Top of Raw data

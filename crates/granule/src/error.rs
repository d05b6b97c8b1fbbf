//! # Host Error Types

use std::path::PathBuf;

use granule_core::SimError;
use thiserror::Error;

/// Errors from loading configuration or building a simulation.
#[derive(Error, Debug)]
pub enum ConfigError {
    /// The config file could not be read.
    #[error("failed to read config {}: {source}", .path.display())]
    Io {
        /// Path that failed.
        path: PathBuf,
        /// Underlying I/O error.
        #[source]
        source: std::io::Error,
    },

    /// The config file is not valid TOML for [`crate::SimulationConfig`].
    #[error("failed to parse config: {0}")]
    Parse(#[from] toml::de::Error),

    /// The config could not be rendered back to TOML.
    #[error("failed to serialize config: {0}")]
    Serialize(#[from] toml::ser::Error),

    /// The config parsed but holds unusable values.
    #[error("invalid configuration: {0}")]
    Invalid(String),

    /// The engine rejected the grid or material list.
    #[error(transparent)]
    Sim(#[from] SimError),
}

/// Result type for host operations.
pub type ConfigResult<T> = Result<T, ConfigError>;
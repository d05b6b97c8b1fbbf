//! Per-tick reports and running totals.

use std::time::Duration;

use granule_core::PassStats;

/// What one call to [`crate::Simulation::step`] did.
#[derive(Clone, Copy, Debug, Default, PartialEq, Eq)]
pub struct TickReport {
    /// Tick number, starting at 0.
    pub tick: u64,
    /// Update pass counters.
    pub pass: PassStats,
    /// Cells written by brush strokes before the pass.
    pub painted: usize,
    /// Wall time of the whole tick.
    pub elapsed: Duration,
}

impl TickReport {
    /// Wall time in microseconds, saturating.
    #[inline]
    #[must_use]
    pub fn elapsed_us(&self) -> u64 {
        u64::try_from(self.elapsed.as_micros()).unwrap_or(u64::MAX)
    }
}

/// Running totals over many ticks.
#[derive(Clone, Debug, PartialEq, Eq)]
pub struct TickStatsAccumulator {
    /// Ticks recorded.
    pub ticks_recorded: u64,
    /// Sum of tick times.
    pub total_us_sum: u64,
    /// Fastest tick.
    pub min_tick_us: u64,
    /// Slowest tick.
    pub max_tick_us: u64,
    /// Ticks slower than the budget.
    pub ticks_over_budget: u64,
    /// Cells moved across all ticks.
    pub moved_sum: u64,
    /// Cells painted across all ticks.
    pub painted_sum: u64,
}

impl TickStatsAccumulator {
    /// Creates an empty accumulator.
    #[must_use]
    pub const fn new() -> Self {
        Self {
            ticks_recorded: 0,
            total_us_sum: 0,
            min_tick_us: u64::MAX,
            max_tick_us: 0,
            ticks_over_budget: 0,
            moved_sum: 0,
            painted_sum: 0,
        }
    }

    /// Records one tick, counting it as over budget if slower than `budget`.
    pub fn record(&mut self, report: &TickReport, budget: Duration) {
        let us = report.elapsed_us();
        self.ticks_recorded += 1;
        self.total_us_sum = self.total_us_sum.saturating_add(us);
        self.min_tick_us = self.min_tick_us.min(us);
        self.max_tick_us = self.max_tick_us.max(us);
        self.moved_sum = self.moved_sum.saturating_add(report.pass.moved as u64);
        self.painted_sum = self.painted_sum.saturating_add(report.painted as u64);

        if report.elapsed > budget {
            self.ticks_over_budget += 1;
        }
    }

    /// Average tick time in milliseconds.
    #[must_use]
    #[allow(clippy::cast_precision_loss)]
    pub fn avg_tick_ms(&self) -> f64 {
        if self.ticks_recorded == 0 {
            return 0.0;
        }
        (self.total_us_sum as f64 / self.ticks_recorded as f64) / 1000.0
    }

    /// Fraction of ticks over budget.
    #[must_use]
    #[allow(clippy::cast_precision_loss)]
    pub fn over_budget_ratio(&self) -> f64 {
        if self.ticks_recorded == 0 {
            return 0.0;
        }
        self.ticks_over_budget as f64 / self.ticks_recorded as f64
    }
}

impl Default for TickStatsAccumulator {
    fn default() -> Self {
        Self::new()
    }
}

Bottom of Raw data

**Work to complete**
Once more, print all the records exactly.

**Solved problem**
filename crates/granule/src/error.rs
repository d05b6b97c8b1fbbf
//! # Host Error Types

use std::path::PathBuf;

use granule_core::SimError;
use thiserror::Error;

/// Errors from loading configuration or building a simulation.
#[derive(Error, Debug)]
pub enum ConfigError {
    /// The config file could not be read.
    #[error("failed to read config {}: {source}", .path.display())]
    Io {
        /// Path that failed.
        path: PathBuf,
        /// Underlying I/O error.
        #[source]
        source: std::io::Error,
    },

    /// The config file is not valid TOML for [`crate::SimulationConfig`].
    #[error("failed to parse config: {0}")]
    Parse(#[from] toml::de::Error),

    /// The config could not be rendered back to TOML.
    #[error("failed to serialize config: {0}")]
    Serialize(#[from] toml::ser::Error),

    /// The config parsed but holds unusable values.
    #[error("invalid configuration: {0}")]
    Invalid(String),

    /// The engine rejected the grid or material list.
    #[error(transparent)]
    Sim(#[from] SimError),
}

/// Result type for host operations.
pub type ConfigResult<T> = Result<T, ConfigError>;
repository d05b6b97c8b1fbbf
//! Per-tick reports and running totals.

use std::time::Duration;

use granule_core::PassStats;

/// What one call to [`crate::Simulation::step`] did.
#[derive(Clone, Copy, Debug, Default, PartialEq, Eq)]
pub struct TickReport {
    /// Tick number, starting at 0.
    pub tick: u64,
    /// Update pass counters.
    pub pass: PassStats,
    /// Cells written by brush strokes before the pass.
    pub painted: usize,
    /// Wall time of the whole tick.
    pub elapsed: Duration,
}

impl TickReport {
    /// Wall time in microseconds, saturating.
    #[inline]
    #[must_use]
    pub fn elapsed_us(&self) -> u64 {
        u64::try_from(self.elapsed.as_micros()).unwrap_or(u64::MAX)
    }
}

/// Running totals over many ticks.
#[derive(Clone, Debug, PartialEq, Eq)]
pub struct TickStatsAccumulator {
    /// Ticks recorded.
    pub ticks_recorded: u64,
    /// Sum of tick times.
    pub total_us_sum: u64,
    /// Fastest tick.
    pub min_tick_us: u64,
    /// Slowest tick.
    pub max_tick_us: u64,
    /// Ticks slower than the budget.
    pub ticks_over_budget: u64,
    /// Cells moved across all ticks.
    pub moved_sum: u64,
    /// Cells painted across all ticks.
    pub painted_sum: u64,
}

impl TickStatsAccumulator {
    /// Creates an empty accumulator.
    #[must_use]
    pub const fn new() -> Self {
        Self {
            ticks_recorded: 0,
            total_us_sum: 0,
            min_tick_us: u64::MAX,
            max_tick_us: 0,
            ticks_over_budget: 0,
            moved_sum: 0,
            painted_sum: 0,
        }
    }

    /// Records one tick, counting it as over budget if slower than `budget`.
    pub fn record(&mut self, report: &TickReport, budget: Duration) {
        let us = report.elapsed_us();
        self.ticks_recorded += 1;
        self.total_us_sum = self.total_us_sum.saturating_add(us);
        self.min_tick_us = self.min_tick_us.min(us);
        self.max_tick_us = self.max_tick_us.max(us);
        self.moved_sum = self.moved_sum.saturating_add(report.pass.moved as u64);
        self.painted_sum = self.painted_sum.saturating_add(report.painted as u64);

        if report.elapsed > budget {
            self.ticks_over_budget += 1;
        }
    }

    /// Average tick time in milliseconds.
    #[must_use]
    #[allow(clippy::cast_precision_loss)]
    pub fn avg_tick_ms(&self) -> f64 {
        if self.ticks_recorded == 0 {
            return 0.0;
        }
        (self.total_us_sum as f64 / self.ticks_recorded as f64) / 1000.0
    }

    /// Fraction of ticks over budget.
    #[must_use]
    #[allow(clippy::cast_precision_loss)]
    pub fn over_budget_ratio(&self) -> f64 {
        if self.ticks_recorded == 0 {
            return 0.0;
        }
        self.ticks_over_budget as f64 / self.ticks_recorded as f64
    }
}

impl Default for TickStatsAccumulator {
    fn default() -> Self {
        Self::new()
    }
}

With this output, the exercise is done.